What is the best way to use Parallel.For in a recursive algorithm?

I am building software to evaluate many possible solutions and am trying to introduce parallel processing to speed up the calculations. My first attempt was to build a datatable with each row being a solution to evaluate but building the datatable takes quite some time and I am running into memory issues when the number of possible solutions goes into the millions.
The problem which warrants these solutions is structured as follows:
There is a range dates for x number of events which must be done in order. The solutions to evaluate could look as follows with each solution being a row, the events being the columns and the day number being the values.
Given 3 days (0 to 2) and three events:
0 0 0
0 0 1
0 0 2
0 1 1
0 1 2
0 2 2
1 1 1
1 1 2
1 2 2
2 2 2
My new plan was to use recursion and evaluate the solutions as I go rather than build a solution set to then evaluate.
for(int day = 0; day < maxdays; day++)
{
List<int> mydays = new List<int>();
mydays.Add(day);
EvalEvent(0,day,mydays);
}
private void EvalEvent(int eventnum,
int day, List<int> mydays)
{
Parallel.For(day,maxdays, day2 =>
// events must be on same day or after previous events
{
List<int> mydays2 = new List<int>();
for(int a = 0; a <mydays.Count;a++)
{
mydays2.Add(mydays[a]);
}
mydays2.Add(day2);
if(eventnum< eventcount - 1) // proceed to next event
{
EvalEvent(eventnum+1, day2,mydays2);
}
else
{
EvalSolution(mydays2);
}
});
}
My question is if this is actually an efficient use of parallel processing or will too many threads be spawned and slow it down? Should the parallel loop only be done on the last or maybe last few values of eventnum or is there a better way to approach the problem?
Requested old code pretty much is as follows:
private int daterange;
private int events;
private void ScheduleIt()
{
daterange = 10;
events = 6;
CreateSolutions();
int best = GetBest();
}
private DataTable Options();
private bool CreateSolutions()
{
Options= new DataTable();
Options.Columns.Add();
for (int day1=0;day1<=daterange ;day1++)
{
Options.Rows.Add(day1);
}
for (int event =1; event<events; event++)
{
Options.Columns.Add();
foreach(DataRow dr in Options.Rows)
{dr[Options.Columns.Count-1] = dr[Options.Columns.Count-2] ;}
int rows = Options.Rows.Count;
for (int day1=1;day1<=daterange ;day1++)
{
for(int i = 0; i <rows; i++)
{
if(day1 > Convert.ToInt32(Options.Rows[i][Options.Columns.Count-2]))
{
try{
Options.Rows.Add();
for (int col=0;col<Options.Columns.Count-1;col++)
{
Options.Rows[Options.Rows.Count-1][col] =Options.Rows[i][col];
}
Options.Rows[Options.Rows.Count-1][Options.Columns.Count-1] = day1;
}
catch(Exception ex)
{
return false;
}
}
}
}
}
return true;
}
private intGetBest()
{
int bestopt = 0;
double bestscore =999999999;
Parallel.For( 0, Options.Rows.Count,opt =>
{
double score = 0;
for(int i = 0; i <Options.Columns.Count;i++)
{score += Options.Rows[opt][i]}// just a stand in calc for a score
if (score < bestscore)
{bestscore = score;
bestopt = opt;
}
});
return bestopt;
}

Even if done without errors it can not significantly speed up your solution.
It looks like each level of recursion tries to start multiple (let say up to "k") next level calls for let's "n" level. This essentially mean code is O(k ^ n) which grows very fast. Non-algorithmic speedup of such O(k^n) solution is essentially useless (unless both k and n are very small). In particular, running code in parallel will only give you constant factor of speed up (roughly number of threads supported by your CPUs) which really does not change complexity at all.
Indeed creation of exponentially large number of requests for new threads will likely cause more problems by itself for just managing threads.
In addition to not significantly improving performance parallel code is harder to write as it needs proper synchronization or cleaver data partitioning - neither seem to be present in your case.

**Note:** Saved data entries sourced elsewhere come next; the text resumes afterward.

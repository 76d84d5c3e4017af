//! Pushed-directive model.
//!
//! A `Directive` is one pushed configuration line already split into
//! tokens: token 0 is the directive name, the rest are positional
//! arguments. `DirectiveList` preserves push order and indexes by name so
//! scans like "every `route` directive, in order" stay cheap.
//!
//! The real session feeds this from its control-channel tokenizer;
//! [`DirectiveList::parse`] is a line-oriented stand-in for the binary and
//! tests.

use std::collections::HashMap;
use std::fmt;

use crate::error::{Error, Result};

/// Longest a token is rendered in log lines before truncation.
const RENDER_TRUNC: usize = 64;

/// One pushed directive: a name plus ordered arguments.
#[derive(Debug, Clone, PartialEq, Eq)]
pub struct Directive {
    tokens: Vec<String>,
}

impl Directive {
    pub fn new<I, S>(tokens: I) -> Self
    where
        I: IntoIterator<Item = S>,
        S: Into<String>,
    {
        Self {
            tokens: tokens.into_iter().map(Into::into).collect(),
        }
    }

    /// Directive name (token 0).
    pub fn name(&self) -> &str {
        self.tokens.first().map(String::as_str).unwrap_or("")
    }

    /// Total token count, name included.
    pub fn size(&self) -> usize {
        self.tokens.len()
    }

    /// Positional access, bounds-checked. Fails if the token is absent or
    /// longer than `max_len`.
    pub fn get(&self, index: usize, max_len: usize) -> Result<&str> {
        let tok = self.tokens.get(index).ok_or_else(|| {
            Error::format(format!("directive '{}': missing argument {}", self.name(), index))
        })?;
        if tok.len() > max_len {
            return Err(Error::format(format!(
                "directive '{}': argument {} exceeds {} chars",
                self.name(),
                index,
                max_len
            )));
        }
        Ok(tok)
    }

    /// Like [`get`](Self::get) but an absent token is `None` rather than an
    /// error. A present token over `max_len` still fails.
    pub fn get_optional(&self, index: usize, max_len: usize) -> Result<Option<&str>> {
        match self.tokens.get(index) {
            None => Ok(None),
            Some(_) => self.get(index, max_len).map(Some),
        }
    }

    /// Require exactly `n` tokens (name included).
    pub fn exact_args(&self, n: usize) -> Result<()> {
        if self.tokens.len() != n {
            return Err(Error::format(format!(
                "directive '{}' must have exactly {} arguments",
                self.name(),
                n
            )));
        }
        Ok(())
    }

    /// Require at least `n` tokens (name included).
    pub fn min_args(&self, n: usize) -> Result<()> {
        if self.tokens.len() < n {
            return Err(Error::format(format!(
                "directive '{}' must have at least {} arguments",
                self.name(),
                n
            )));
        }
        Ok(())
    }
}

impl fmt::Display for Directive {
    /// Bracketed, truncated rendering for log lines.
    fn fmt(&self, f: &mut fmt::Formatter<'_>) -> fmt::Result {
        for (i, tok) in self.tokens.iter().enumerate() {
            if i > 0 {
                f.write_str(" ")?;
            }
            if tok.chars().count() > RENDER_TRUNC {
                let cut: String = tok.chars().take(RENDER_TRUNC).collect();
                write!(f, "[{}...]", cut)?;
            } else {
                write!(f, "[{}]", tok)?;
            }
        }
        Ok(())
    }
}

/// Ordered collection of pushed directives with a name index.
#[derive(Debug, Clone, Default)]
pub struct DirectiveList {
    items: Vec<Directive>,
    index: HashMap<String, Vec<usize>>,
}

impl DirectiveList {
    pub fn new() -> Self {
        Self::default()
    }

    /// Append a directive, keeping the name index current. Empty token
    /// lists are dropped.
    pub fn push(&mut self, directive: Directive) {
        if directive.tokens.is_empty() {
            return;
        }
        let pos = self.items.len();
        self.index
            .entry(directive.name().to_string())
            .or_default()
            .push(pos);
        self.items.push(directive);
    }

    /// First directive with the given name, if any.
    pub fn get(&self, name: &str) -> Option<&Directive> {
        self.index
            .get(name)
            .and_then(|ix| ix.first())
            .map(|&i| &self.items[i])
    }

    /// All directives with the given name, in push order.
    pub fn get_all<'a>(&'a self, name: &str) -> impl Iterator<Item = &'a Directive> + 'a {
        self.index
            .get(name)
            .into_iter()
            .flatten()
            .map(move |&i| &self.items[i])
    }

    pub fn iter(&self) -> std::slice::Iter<'_, Directive> {
        self.items.iter()
    }

    pub fn len(&self) -> usize {
        self.items.len()
    }

    pub fn is_empty(&self) -> bool {
        self.items.is_empty()
    }

    /// Line-oriented parse: one directive per line, whitespace-split,
    /// blank lines and `#`/`;` comments skipped.
    pub fn parse(text: &str) -> Self {
        let mut list = Self::new();
        for line in text.lines() {
            let line = line.trim();
            if line.is_empty() || line.starts_with('#') || line.starts_with(';') {
                continue;
            }
            list.push(Directive::new(line.split_whitespace()));
        }
        list
    }
}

Parallelization works best when the workload is bulky and balanced. Ideally you would like your work splited to as many independent partitions as the logical processors of your machine, ensuring that all partitions have approximately the same size. This way all available processors will work with the maximum efficiency for approximately the same duration, and you'll get the results after the shortest time possible.
Of course you should start with a working and bug-free serial implementation, and then think about ways to partition your work. The easiest way is usually not optimal. For example an easy path is to convert your work to a LINQ query, and then parallelize it with AsParallel() (making it PLINQ). This usually results to a too granular partitioning, that introduces too much overhead. If you can't find ways to improve it you then can go the way of Parallel.For or Parallel.ForEach, which is a bit more complex.
A LINQ implementation should probably start by creating an iterator that produces all your units of work (Events or Solutions, it's not very clear to me).
public static IEnumerable<Solution> GetAllSolutions()
{
for (int day = 0; day < 3; day++)
{
for (int ev = 0; ev < 3; ev++)
{
yield return new Solution(); // ???
}
}
}
It will certainly be helpful if you have created concrete classes to represent the entities you are dealing with.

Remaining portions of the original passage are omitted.